The aero is doing its thing. Over that fast crest, the confidence is really something: you expect the car to keep high as the road drops, but instead you just follow the surface. The invisible hand is there to catch you, wearing a wicket-keeper's glove.

The brakes never let you down, but they’re a little odd with it: progressive at first, but when you really jump on them they seem almost too brutal. You've got about 600bhp of regeneration, but once that's used up and the calipers clamp the carbon-ceramic discs, you really are asking for such serious force that the boundary between these states isn't as progressive as I'd want.

Sounds a bit fast-but-boring…

I normally dislike 'challenging' track cars, knowing that my skills aren't up to being challenged. But this is the opposite, a silent anodyne rocketship, and it has me slightly befuddled. Kern simply says: "Try the other tyres."

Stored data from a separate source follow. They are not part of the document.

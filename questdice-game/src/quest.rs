//! Quest records and the quest book they are loaded from.
use serde::{Deserialize, Serialize};
use smallvec::SmallVec;
use std::collections::BTreeSet;
use thiserror::Error;

/// Inline capacity for breakpoint tiers; quests rarely carry more.
pub const INLINE_TIERS: usize = 8;

pub type TierVec = SmallVec<[u32; INLINE_TIERS]>;

/// Progress thresholds paired with the dice reward unlocked at each one.
///
/// Serialized as a two-element array, `[[thresholds...], [rewards...]]`.
#[derive(Debug, Clone, PartialEq, Eq, Default, Serialize, Deserialize)]
#[serde(from = "(TierVec, TierVec)", into = "(TierVec, TierVec)")]
pub struct Breakpoints {
    thresholds: TierVec,
    rewards: TierVec,
}

impl From<(TierVec, TierVec)> for Breakpoints {
    fn from((thresholds, rewards): (TierVec, TierVec)) -> Self {
        Self {
            thresholds,
            rewards,
        }
    }
}

impl From<Breakpoints> for (TierVec, TierVec) {
    fn from(value: Breakpoints) -> Self {
        (value.thresholds, value.rewards)
    }
}

impl Breakpoints {
    #[must_use]
    pub fn new(thresholds: &[u32], rewards: &[u32]) -> Self {
        Self {
            thresholds: SmallVec::from_slice(thresholds),
            rewards: SmallVec::from_slice(rewards),
        }
    }

    #[must_use]
    pub fn thresholds(&self) -> &[u32] {
        &self.thresholds
    }

    #[must_use]
    pub fn rewards(&self) -> &[u32] {
        &self.rewards
    }

    #[must_use]
    pub fn len(&self) -> usize {
        self.thresholds.len()
    }

    #[must_use]
    pub fn is_empty(&self) -> bool {
        self.thresholds.is_empty()
    }

    /// Sum of every reward tier.
    #[must_use]
    pub fn total_dice(&self) -> u32 {
        saturating_sum(&self.rewards)
    }

    /// Iterate `(threshold, reward)` pairs in ascending threshold order.
    pub fn tiers(&self) -> impl Iterator<Item = (u32, u32)> + '_ {
        self.thresholds
            .iter()
            .copied()
            .zip(self.rewards.iter().copied())
    }

    fn validate(&self, quest: &str) -> Result<(), QuestBookError> {
        if self.thresholds.len() != self.rewards.len() {
            return Err(QuestBookError::LengthMismatch {
                quest: quest.to_string(),
                thresholds: self.thresholds.len(),
                rewards: self.rewards.len(),
            });
        }
        if let Some(pair) = self.thresholds.windows(2).find(|w| w[0] >= w[1]) {
            return Err(QuestBookError::NotAscending {
                quest: quest.to_string(),
                previous: pair[0],
                next: pair[1],
            });
        }
        if self
            .rewards
            .iter()
            .try_fold(0_u32, |acc, &reward| acc.checked_add(reward))
            .is_none()
        {
            return Err(QuestBookError::RewardOverflow {
                quest: quest.to_string(),
            });
        }
        Ok(())
    }
}

/// Sum of `values`, pinned at `u32::MAX` instead of wrapping.
pub(crate) fn saturating_sum(values: &[u32]) -> u32 {
    values.iter().fold(0, |acc, &v| acc.saturating_add(v))
}

/// A named task with configured breakpoints.
#[derive(Debug, Clone, PartialEq, Eq, Serialize, Deserialize)]
#[serde(rename_all = "camelCase")]
pub struct Quest {
    pub name: String,
    #[serde(default)]
    pub optional: bool,
    #[serde(default)]
    pub from_rolling: bool,
    #[serde(default)]
    pub placeholder_text: String,
    pub breakpoints: Breakpoints,
}

impl Quest {
    #[must_use]
    pub fn total_dice(&self) -> u32 {
        self.breakpoints.total_dice()
    }

    /// Tracked quests get a progress row; rolling quests are summary-only.
    #[must_use]
    pub const fn is_tracked(&self) -> bool {
        !self.from_rolling
    }

    /// Whether the quest counts toward the total before the user opts in.
    #[must_use]
    pub const fn included_by_default(&self) -> bool {
        !self.optional
    }
}

/// Errors raised when a quest book violates its invariants.
#[derive(Debug, Error)]
pub enum QuestBookError {
    #[error("quest book JSON is invalid: {0}")]
    Json(#[from] serde_json::Error),
    #[error("quest at position {index} has an empty name")]
    EmptyName { index: usize },
    #[error("quest name {name:?} appears more than once")]
    DuplicateName { name: String },
    #[error("quest {quest:?} has {thresholds} thresholds but {rewards} rewards")]
    LengthMismatch {
        quest: String,
        thresholds: usize,
        rewards: usize,
    },
    #[error("quest {quest:?} thresholds must be strictly ascending ({previous} then {next})")]
    NotAscending {
        quest: String,
        previous: u32,
        next: u32,
    },
    #[error("quest {quest:?} awards more dice than can be counted")]
    RewardOverflow { quest: String },
}

/// Ordered list of quests; order is display order.
#[derive(Debug, Clone, PartialEq, Eq, Default, Serialize, Deserialize)]
#[serde(transparent)]
pub struct QuestBook(pub Vec<Quest>);

impl QuestBook {
    #[must_use]
    pub const fn empty() -> Self {
        Self(Vec::new())
    }

    /// Parse and validate a quest book from a JSON array.
    ///
    /// # Errors
    ///
    /// Returns `QuestBookError` when the JSON is malformed or any quest breaks
    /// the breakpoint or naming invariants.
    pub fn from_json(json: &str) -> Result<Self, QuestBookError> {
        let book: Self = serde_json::from_str(json)?;
        book.validate()?;
        Ok(book)
    }

    /// Check every quest's invariants.
    ///
    /// # Errors
    ///
    /// Returns the first violation found, in display order.
    pub fn validate(&self) -> Result<(), QuestBookError> {
        let mut seen = BTreeSet::new();
        for (index, quest) in self.0.iter().enumerate() {
            if quest.name.trim().is_empty() {
                return Err(QuestBookError::EmptyName { index });
            }
            if !seen.insert(quest.name.as_str()) {
                return Err(QuestBookError::DuplicateName {
                    name: quest.name.clone(),
                });
            }
            quest.breakpoints.validate(&quest.name)?;
        }
        Ok(())
    }

    #[must_use]
    pub fn get(&self, name: &str) -> Option<&Quest> {
        self.0.iter().find(|quest| quest.name == name)
    }

    pub fn iter(&self) -> std::slice::Iter<'_, Quest> {
        self.0.iter()
    }

    pub fn tracked(&self) -> impl Iterator<Item = &Quest> {
        self.0.iter().filter(|quest| quest.is_tracked())
    }

    pub fn rolling(&self) -> impl Iterator<Item = &Quest> {
        self.0.iter().filter(|quest| quest.from_rolling)
    }

    #[must_use]
    pub fn len(&self) -> usize {
        self.0.len()
    }

    #[must_use]
    pub fn is_empty(&self) -> bool {
        self.0.is_empty()
    }
}

impl<'a> IntoIterator for &'a QuestBook {
    type Item = &'a Quest;
    type IntoIter = std::slice::Iter<'a, Quest>;

    fn into_iter(self) -> Self::IntoIter {
        self.0.iter()
    }
}
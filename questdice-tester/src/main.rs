mod logic;

use anyhow::{Context, Result};
use clap::Parser;
use questdice_game::{QuestBoard, QuestEngine};
use std::fs::File;
use std::io::{BufWriter, Write, stdout};
use std::path::PathBuf;

use logic::{BoardReport, FileQuestSource, ReplayPlan, reports};

#[derive(Debug, Parser)]
#[command(name = "questdice-tester", version = "0.1.0")]
#[command(about = "Replay quest progress against a Quest Dice quest book and report the dice tally")]
struct Args {
    /// Quest book JSON to load (defaults to the book bundled with the web app)
    #[arg(long)]
    quests: Option<PathBuf>,

    /// Progress for a quest as NAME=VALUE (repeatable, applied in order)
    #[arg(long = "progress", value_name = "NAME=VALUE")]
    progress: Vec<String>,

    /// Optional quests to include in the totals (repeatable)
    #[arg(long = "include", value_name = "NAME")]
    include: Vec<String>,

    /// Optional quests to exclude from the totals; wins over --include
    #[arg(long = "exclude", value_name = "NAME")]
    exclude: Vec<String>,

    /// List the quests in the book and exit
    #[arg(long)]
    list_quests: bool,

    /// Output report format
    #[arg(long, default_value = "console")]
    #[arg(value_parser = ["json", "markdown", "console"])]
    report: String,

    /// Verbose output
    #[arg(short, long)]
    verbose: bool,

    /// Optional path to write the report output instead of stdout
    #[arg(long)]
    output: Option<PathBuf>,
}

fn main() -> Result<()> {
    let args = Args::parse();
    let default_filter = if args.verbose { "info" } else { "warn" };
    env_logger::Builder::from_env(env_logger::Env::default().default_filter_or(default_filter))
        .init();

    let source = FileQuestSource::new(args.quests.clone());
    let described = source.describe();
    let engine = QuestEngine::new(source);
    let book = engine
        .load_book()
        .with_context(|| format!("failed to load quests from {described}"))?;
    log::info!("loaded {} quests from {described}", book.len());

    if args.list_quests {
        let mut output_target = OutputTarget::new(args.output.clone())?;
        write_quest_list(&mut output_target, &book)?;
        output_target.flush_inner()?;
        return Ok(());
    }

    let plan = ReplayPlan::from_args(&args.progress, &args.include, &args.exclude)?;
    let mut board = QuestBoard::new(&book);
    plan.replay(&mut board)?;

    let report = BoardReport::from_board(&described, &board);
    write_reports(&args, &report)
}

fn write_quest_list<W: Write + ?Sized>(
    writer: &mut W,
    book: &questdice_game::QuestBook,
) -> Result<()> {
    writeln!(writer, "Available quests:")?;
    for quest in book {
        let kind = if quest.from_rolling {
            "rolling"
        } else if quest.optional {
            "optional"
        } else {
            "required"
        };
        writeln!(
            writer,
            "  {:25} - {kind}, {} dice",
            quest.name,
            quest.total_dice()
        )?;
    }
    Ok(())
}

fn write_reports(args: &Args, report: &BoardReport) -> Result<()> {
    let mut output_target = OutputTarget::new(args.output.clone())?;

    match args.report.as_str() {
        "json" => reports::generate_json_report(&mut output_target, report)?,
        "markdown" => reports::generate_markdown_report(&mut output_target, report)?,
        _ => reports::generate_console_report(&mut output_target, report)?,
    }

    output_target.flush_inner()?;
    Ok(())
}

enum OutputTarget {
    Stdout(BufWriter<std::io::Stdout>),
    File(BufWriter<File>),
}

impl OutputTarget {
    fn new(path: Option<PathBuf>) -> Result<Self> {
        if let Some(path) = path {
            let file = File::create(&path)
                .with_context(|| format!("failed to create {}", path.display()))?;
            Ok(Self::File(BufWriter::new(file)))
        } else {
            Ok(Self::Stdout(BufWriter::new(stdout())))
        }
    }

    fn writer(&mut self) -> &mut dyn Write {
        match self {
            Self::Stdout(w) => w,
            Self::File(w) => w,
        }
    }

    fn flush_inner(&mut self) -> std::io::Result<()> {
        match self {
            Self::Stdout(w) => w.flush(),
            Self::File(w) => w.flush(),
        }
    }
}

impl Write for OutputTarget {
    fn write(&mut self, buf: &[u8]) -> std::io::Result<usize> {
        self.writer().write(buf)
    }

    fn flush(&mut self) -> std::io::Result<()> {
        self.flush_inner()
    }
}
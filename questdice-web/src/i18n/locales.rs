use serde_json::Value;

#[derive(Clone, Copy, PartialEq, Eq)]
pub struct LocaleMeta {
    pub code: &'static str,
    pub name: &'static str,
}

pub const LOCALE_META: &[LocaleMeta] = &[LocaleMeta {
    code: "en",
    name: "English",
}];

const LOCALE_TABLE: &[(&str, &str)] = &[("en", include_str!("../../i18n/en.json"))];

/// Supported locales with their native names.
#[must_use]
pub const fn locales() -> &'static [LocaleMeta] {
    LOCALE_META
}

#[must_use]
pub fn is_supported(lang: &str) -> bool {
    LOCALE_META.iter().any(|m| m.code == lang)
}

/// Parse the bundle for `lang`, falling back to the first table entry.
pub fn load_translations(lang: &str) -> Option<Value> {
    let bundle = LOCALE_TABLE
        .iter()
        .find_map(|(code, data)| (*code == lang).then_some(*data))
        .unwrap_or(LOCALE_TABLE[0].1);

    serde_json::from_str(bundle).ok()
}
use crate::game::RollingSummary;
use crate::i18n;
use std::collections::BTreeMap;
use yew::prelude::*;

#[derive(Properties, Clone, PartialEq, Eq)]
pub struct Props {
    pub summaries: Vec<RollingSummary>,
}

/// One sentence describing a rolling quest's payout.
#[must_use]
pub fn summary_text(summary: &RollingSummary) -> String {
    let count = summary.total_dice.to_string();
    let mut args = BTreeMap::new();
    args.insert("count", count.as_str());
    let available = i18n::tr("rolling.available", Some(&args));
    match summary.range {
        Some((from, to)) => {
            let from = from.to_string();
            let to = to.to_string();
            let mut range_args = BTreeMap::new();
            range_args.insert("from", from.as_str());
            range_args.insert("to", to.as_str());
            format!("{available} {}", i18n::tr("rolling.range", Some(&range_args)))
        }
        None => available,
    }
}

fn title(name: &str) -> String {
    let mut args = BTreeMap::new();
    args.insert("name", name);
    i18n::tr("rolling.title", Some(&args))
}

#[function_component(RollingList)]
pub fn rolling_list(props: &Props) -> Html {
    html! {
        <ul class="rolling-list">
            { for props.summaries.iter().map(|summary| html! {
                <li key={summary.name.clone()}>
                    <strong>{ title(&summary.name) }</strong>
                    { format!(": {}", summary_text(summary)) }
                </li>
            }) }
            <li>
                <strong>{ i18n::t("rolling.board_tiles_title") }</strong>
                { format!(": {}", i18n::t("rolling.board_tiles_desc")) }
            </li>
        </ul>
    }
}

#[cfg(test)]
mod tests {
    use super::*;
    use futures::executor::block_on;
    use yew::LocalServerRenderer;

    fn summary(total_dice: u32, range: Option<(u32, u32)>) -> RollingSummary {
        RollingSummary {
            name: String::from("Laps Completed"),
            total_dice,
            range,
        }
    }

    #[test]
    fn summary_text_includes_range() {
        crate::i18n::set_lang("en");
        assert_eq!(
            summary_text(&summary(11, Some((1, 10)))),
            "11 dice available with breakpoints ranging from 1 to 10"
        );
    }

    #[test]
    fn summary_text_uses_singular_and_skips_missing_range() {
        crate::i18n::set_lang("en");
        assert_eq!(summary_text(&summary(1, None)), "1 die available");
    }

    #[test]
    fn list_ends_with_board_tiles_entry() {
        crate::i18n::set_lang("en");
        let props = Props {
            summaries: vec![summary(11, Some((1, 10)))],
        };
        let html = block_on(LocalServerRenderer::<RollingList>::with_props(props).render());
        assert!(html.contains("Laps Completed Quest"));
        assert!(html.contains("Rolling Around Board"));
    }
}
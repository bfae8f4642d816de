use crate::game::DicePair;
use crate::i18n;
use std::collections::BTreeMap;
use yew::prelude::*;

#[derive(Properties, Clone, PartialEq, Eq)]
pub struct Props {
    pub totals: DicePair,
}

fn count_line(key: &str, count: u32) -> String {
    let count = count.to_string();
    let mut args = BTreeMap::new();
    args.insert("count", count.as_str());
    i18n::tr(key, Some(&args))
}

#[function_component(DiceTotals)]
pub fn dice_totals(props: &Props) -> Html {
    html! {
        <div class="dice-totals" role="status" aria-live="polite">
            <p class="dice-earned">{ count_line("totals.earned", props.totals.earned) }</p>
            <p class="dice-left">{ count_line("totals.left", props.totals.left) }</p>
        </div>
    }
}

#[cfg(test)]
mod tests {
    use super::*;
    use futures::executor::block_on;
    use yew::LocalServerRenderer;

    #[test]
    fn renders_both_totals() {
        crate::i18n::set_lang("en");
        let props = Props {
            totals: DicePair::new(7, 28),
        };
        let html = block_on(LocalServerRenderer::<DiceTotals>::with_props(props).render());
        assert!(html.contains("Dice Earned: 7"));
        assert!(html.contains("Dice Left: 28"));
    }
}
use anyhow::{Context, Result, bail};
use questdice_game::{BoardMsg, QuestBoard, RowEvent};

/// Inputs collected from the command line, replayed against a fresh board.
///
/// Progress entries run first in the order given, then inclusions, then
/// exclusions, so an exclusion always wins over an inclusion of the same
/// quest.
#[derive(Debug, Clone, Default, PartialEq, Eq)]
pub struct ReplayPlan {
    pub progress: Vec<(String, String)>,
    pub include: Vec<String>,
    pub exclude: Vec<String>,
}

/// Split `NAME=VALUE` on the last `=` so quest names may contain one.
///
/// # Errors
///
/// Returns an error when no `=` is present or the name is blank.
pub fn parse_progress_arg(arg: &str) -> Result<(String, String)> {
    let Some((name, value)) = arg.rsplit_once('=') else {
        bail!("progress entry {arg:?} must look like NAME=VALUE");
    };
    let name = name.trim();
    if name.is_empty() {
        bail!("progress entry {arg:?} is missing a quest name");
    }
    Ok((name.to_string(), value.to_string()))
}

impl ReplayPlan {
    /// Build a plan from raw `--progress`, `--include` and `--exclude` values.
    ///
    /// # Errors
    ///
    /// Returns an error when a progress entry is malformed.
    pub fn from_args(progress: &[String], include: &[String], exclude: &[String]) -> Result<Self> {
        let progress = progress
            .iter()
            .map(|arg| parse_progress_arg(arg))
            .collect::<Result<Vec<_>>>()?;
        Ok(Self {
            progress,
            include: include.to_vec(),
            exclude: exclude.to_vec(),
        })
    }

    #[must_use]
    pub fn messages(&self) -> Vec<BoardMsg> {
        let progress = self.progress.iter().map(|(quest, raw)| BoardMsg::Progress {
            quest: quest.clone(),
            raw: raw.clone(),
        });
        let include = self.include.iter().map(|quest| BoardMsg::Include {
            quest: quest.clone(),
            included: true,
        });
        let exclude = self.exclude.iter().map(|quest| BoardMsg::Include {
            quest: quest.clone(),
            included: false,
        });
        progress.chain(include).chain(exclude).collect()
    }

    /// Apply every message, returning the events the rows emitted.
    ///
    /// # Errors
    ///
    /// Stops at the first message naming a quest the board does not track.
    pub fn replay(&self, board: &mut QuestBoard) -> Result<Vec<RowEvent>> {
        let mut events = Vec::new();
        for msg in self.messages() {
            let event = board
                .apply(&msg)
                .with_context(|| format!("while applying {msg:?}"))?;
            match &event {
                Some(RowEvent::ContributionChanged { quest, pair }) => {
                    log::info!("{quest}: earned {} / left {}", pair.earned, pair.left);
                }
                None => log::debug!("{} produced no contribution change", msg.quest()),
            }
            events.extend(event);
        }
        Ok(events)
    }
}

Pirelli has developed two P Zero types just for this car, an R which I was on so far, and a Trofeo RS. The R has two carcasses to bear the weight, and many tread compounds to work well in wet and dry, and to absorb noise because you do hear the tyres more in any EV, absent of combustion noise. The Trofeo RS is similar in carcass but uses motorsport compounds, designed for a quick warm-up and consistency over its brief but glorious life. To use it on the road would be legal but a bit daft.

But my, on the track it makes the car come alive. There's more grip in the front wheels, and it has less need for it to meet Autobahn high-speed lane-change stability tests. Quite so: you feel it in the first bend, the nose sniffs into the apex, the car yielding up so much more communication and ready to be played a little (or if your name's Kern, a lot) at the back via the accelerator.

There's so much more connection between you and the tyres and the tarmac. Switching off, or at least quelling, the stability control is suddenly worth doing: not just for the chance to be spectacular or to be faster, but to feel the car doing its stuff.

Yeah but really, a four-door two-seat electric track-day car when few tracks have the chargers?

They haven't suddenly made an electric 911 GT2 RS. It won't excite that crowd at all. Maybe it's a profitable entry ticket to the waitlist for the production of the electric Mission X hypercar.

Ah well, it sure is an achievement. And the trickle-down to an electric Cayman will be quite something.

Porsche Taycan Turbo GT review: 1,000bhp+ EV gets the Weissach Pack treatment Reviews 2024 | Top Gear (2024)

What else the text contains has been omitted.